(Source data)
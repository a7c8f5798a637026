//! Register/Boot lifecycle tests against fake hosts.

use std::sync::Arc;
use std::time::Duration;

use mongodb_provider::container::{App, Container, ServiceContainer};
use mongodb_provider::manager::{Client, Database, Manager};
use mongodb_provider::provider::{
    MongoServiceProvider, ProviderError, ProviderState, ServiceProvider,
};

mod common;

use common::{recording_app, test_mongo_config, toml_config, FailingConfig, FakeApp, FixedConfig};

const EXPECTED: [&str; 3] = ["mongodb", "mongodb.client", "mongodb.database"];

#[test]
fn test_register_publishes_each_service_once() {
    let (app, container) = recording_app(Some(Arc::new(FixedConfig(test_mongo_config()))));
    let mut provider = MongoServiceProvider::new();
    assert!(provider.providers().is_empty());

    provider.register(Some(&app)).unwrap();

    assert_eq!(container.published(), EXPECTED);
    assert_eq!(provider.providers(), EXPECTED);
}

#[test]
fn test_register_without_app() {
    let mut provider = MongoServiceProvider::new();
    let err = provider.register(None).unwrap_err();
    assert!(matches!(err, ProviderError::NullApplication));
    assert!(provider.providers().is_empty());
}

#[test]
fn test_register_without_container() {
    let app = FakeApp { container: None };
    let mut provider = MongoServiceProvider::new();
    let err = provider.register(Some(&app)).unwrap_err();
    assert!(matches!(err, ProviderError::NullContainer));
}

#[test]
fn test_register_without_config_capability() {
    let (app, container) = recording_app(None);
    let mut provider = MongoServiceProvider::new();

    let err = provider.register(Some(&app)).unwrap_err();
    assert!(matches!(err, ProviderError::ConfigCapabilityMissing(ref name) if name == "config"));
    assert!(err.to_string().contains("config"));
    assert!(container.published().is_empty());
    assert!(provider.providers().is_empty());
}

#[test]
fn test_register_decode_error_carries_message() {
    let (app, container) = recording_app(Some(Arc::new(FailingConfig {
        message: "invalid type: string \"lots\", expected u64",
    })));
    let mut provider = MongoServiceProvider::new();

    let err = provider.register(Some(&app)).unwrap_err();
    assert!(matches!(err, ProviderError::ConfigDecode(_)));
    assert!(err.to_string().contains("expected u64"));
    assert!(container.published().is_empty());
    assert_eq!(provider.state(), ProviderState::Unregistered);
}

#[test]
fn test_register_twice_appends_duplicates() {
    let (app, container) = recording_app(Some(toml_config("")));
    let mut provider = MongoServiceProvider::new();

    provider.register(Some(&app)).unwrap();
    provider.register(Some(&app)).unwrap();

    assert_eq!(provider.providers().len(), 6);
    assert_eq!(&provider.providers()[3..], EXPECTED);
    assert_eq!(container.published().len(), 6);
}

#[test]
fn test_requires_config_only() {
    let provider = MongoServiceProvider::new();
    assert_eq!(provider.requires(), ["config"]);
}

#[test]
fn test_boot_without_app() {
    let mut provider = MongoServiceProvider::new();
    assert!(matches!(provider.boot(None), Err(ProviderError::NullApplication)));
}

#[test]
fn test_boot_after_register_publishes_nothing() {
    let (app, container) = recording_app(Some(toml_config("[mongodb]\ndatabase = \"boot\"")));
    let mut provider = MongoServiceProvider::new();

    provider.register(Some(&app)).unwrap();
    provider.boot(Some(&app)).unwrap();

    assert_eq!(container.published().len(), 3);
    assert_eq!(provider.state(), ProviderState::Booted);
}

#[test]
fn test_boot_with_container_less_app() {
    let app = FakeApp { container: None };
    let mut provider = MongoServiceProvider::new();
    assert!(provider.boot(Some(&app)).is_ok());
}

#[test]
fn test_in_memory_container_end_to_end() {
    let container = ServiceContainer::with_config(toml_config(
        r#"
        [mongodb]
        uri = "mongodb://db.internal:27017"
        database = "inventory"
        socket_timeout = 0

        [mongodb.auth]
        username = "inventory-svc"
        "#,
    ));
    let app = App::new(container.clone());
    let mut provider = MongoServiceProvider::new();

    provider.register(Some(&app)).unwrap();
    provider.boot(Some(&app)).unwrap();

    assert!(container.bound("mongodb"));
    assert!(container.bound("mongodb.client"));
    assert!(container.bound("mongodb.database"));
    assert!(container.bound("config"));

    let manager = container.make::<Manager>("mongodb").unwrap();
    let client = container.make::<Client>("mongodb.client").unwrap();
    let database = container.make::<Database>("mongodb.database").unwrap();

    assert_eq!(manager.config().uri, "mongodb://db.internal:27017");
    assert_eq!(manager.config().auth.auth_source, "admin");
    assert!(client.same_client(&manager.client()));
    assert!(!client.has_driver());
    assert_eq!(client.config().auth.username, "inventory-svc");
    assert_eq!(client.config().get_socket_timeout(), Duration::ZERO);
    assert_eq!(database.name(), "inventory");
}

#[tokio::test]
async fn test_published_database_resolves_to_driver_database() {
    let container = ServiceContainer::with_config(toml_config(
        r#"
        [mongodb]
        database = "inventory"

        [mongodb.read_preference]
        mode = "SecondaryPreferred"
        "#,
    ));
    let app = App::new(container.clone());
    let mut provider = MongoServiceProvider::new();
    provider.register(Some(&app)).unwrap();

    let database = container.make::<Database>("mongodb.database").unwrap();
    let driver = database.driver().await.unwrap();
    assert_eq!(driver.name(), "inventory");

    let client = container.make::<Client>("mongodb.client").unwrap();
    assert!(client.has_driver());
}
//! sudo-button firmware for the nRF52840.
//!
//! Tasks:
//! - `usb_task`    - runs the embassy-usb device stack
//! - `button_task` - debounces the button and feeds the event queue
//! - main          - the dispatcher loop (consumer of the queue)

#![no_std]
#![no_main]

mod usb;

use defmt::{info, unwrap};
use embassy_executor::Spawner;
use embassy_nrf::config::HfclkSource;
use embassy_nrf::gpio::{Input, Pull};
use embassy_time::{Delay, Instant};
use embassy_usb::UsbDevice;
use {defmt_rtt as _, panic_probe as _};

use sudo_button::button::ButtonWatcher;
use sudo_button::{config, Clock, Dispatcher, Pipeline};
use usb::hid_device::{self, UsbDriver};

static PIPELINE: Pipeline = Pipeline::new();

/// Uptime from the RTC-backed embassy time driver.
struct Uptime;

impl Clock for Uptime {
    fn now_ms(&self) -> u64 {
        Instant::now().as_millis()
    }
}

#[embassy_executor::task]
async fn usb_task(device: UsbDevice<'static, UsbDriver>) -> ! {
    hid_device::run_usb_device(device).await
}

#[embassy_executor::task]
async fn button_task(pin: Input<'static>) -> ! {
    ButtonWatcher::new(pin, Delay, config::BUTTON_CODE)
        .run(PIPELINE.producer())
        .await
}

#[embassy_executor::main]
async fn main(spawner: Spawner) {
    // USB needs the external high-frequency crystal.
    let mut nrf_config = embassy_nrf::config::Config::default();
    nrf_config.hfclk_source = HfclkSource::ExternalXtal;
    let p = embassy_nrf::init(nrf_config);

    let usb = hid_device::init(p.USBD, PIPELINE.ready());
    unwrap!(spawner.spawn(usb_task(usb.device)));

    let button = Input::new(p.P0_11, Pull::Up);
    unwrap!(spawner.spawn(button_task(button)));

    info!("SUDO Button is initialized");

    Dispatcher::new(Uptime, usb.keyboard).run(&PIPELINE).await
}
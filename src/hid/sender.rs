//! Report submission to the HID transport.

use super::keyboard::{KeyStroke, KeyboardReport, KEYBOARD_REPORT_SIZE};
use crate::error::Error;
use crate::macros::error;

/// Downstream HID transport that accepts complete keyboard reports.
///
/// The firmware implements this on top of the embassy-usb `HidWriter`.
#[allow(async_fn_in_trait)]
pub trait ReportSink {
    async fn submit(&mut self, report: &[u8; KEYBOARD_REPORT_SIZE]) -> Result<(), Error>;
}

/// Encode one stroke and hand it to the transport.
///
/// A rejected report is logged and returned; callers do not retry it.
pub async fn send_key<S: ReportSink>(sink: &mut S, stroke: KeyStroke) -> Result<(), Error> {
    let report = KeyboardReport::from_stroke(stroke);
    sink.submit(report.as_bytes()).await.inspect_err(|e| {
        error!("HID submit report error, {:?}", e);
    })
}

▶ EXERCISE DETAILS: The stretch of entries above that starts with the line containing "assert!(matches!(err, ProviderError::NullApplication));" and goes on through the line containing "ProviderError::ConfigCapabilityMissing(ref name) if" is to be transcribed exactly, and no other line is to be transcribed.

▶ SOLUTION TO THIS PROBLEM:
    assert!(matches!(err, ProviderError::NullApplication));
    assert!(provider.providers().is_empty());
}

#[test]
fn test_register_without_container() {
    let app = FakeApp { container: None };
    let mut provider = MongoServiceProvider::new();
    let err = provider.register(Some(&app)).unwrap_err();
    assert!(matches!(err, ProviderError::NullContainer));
}

#[test]
fn test_register_without_config_capability() {
    let (app, container) = recording_app(None);
    let mut provider = MongoServiceProvider::new();

    let err = provider.register(Some(&app)).unwrap_err();
    assert!(matches!(err, ProviderError::ConfigCapabilityMissing(ref name) if name == "config"));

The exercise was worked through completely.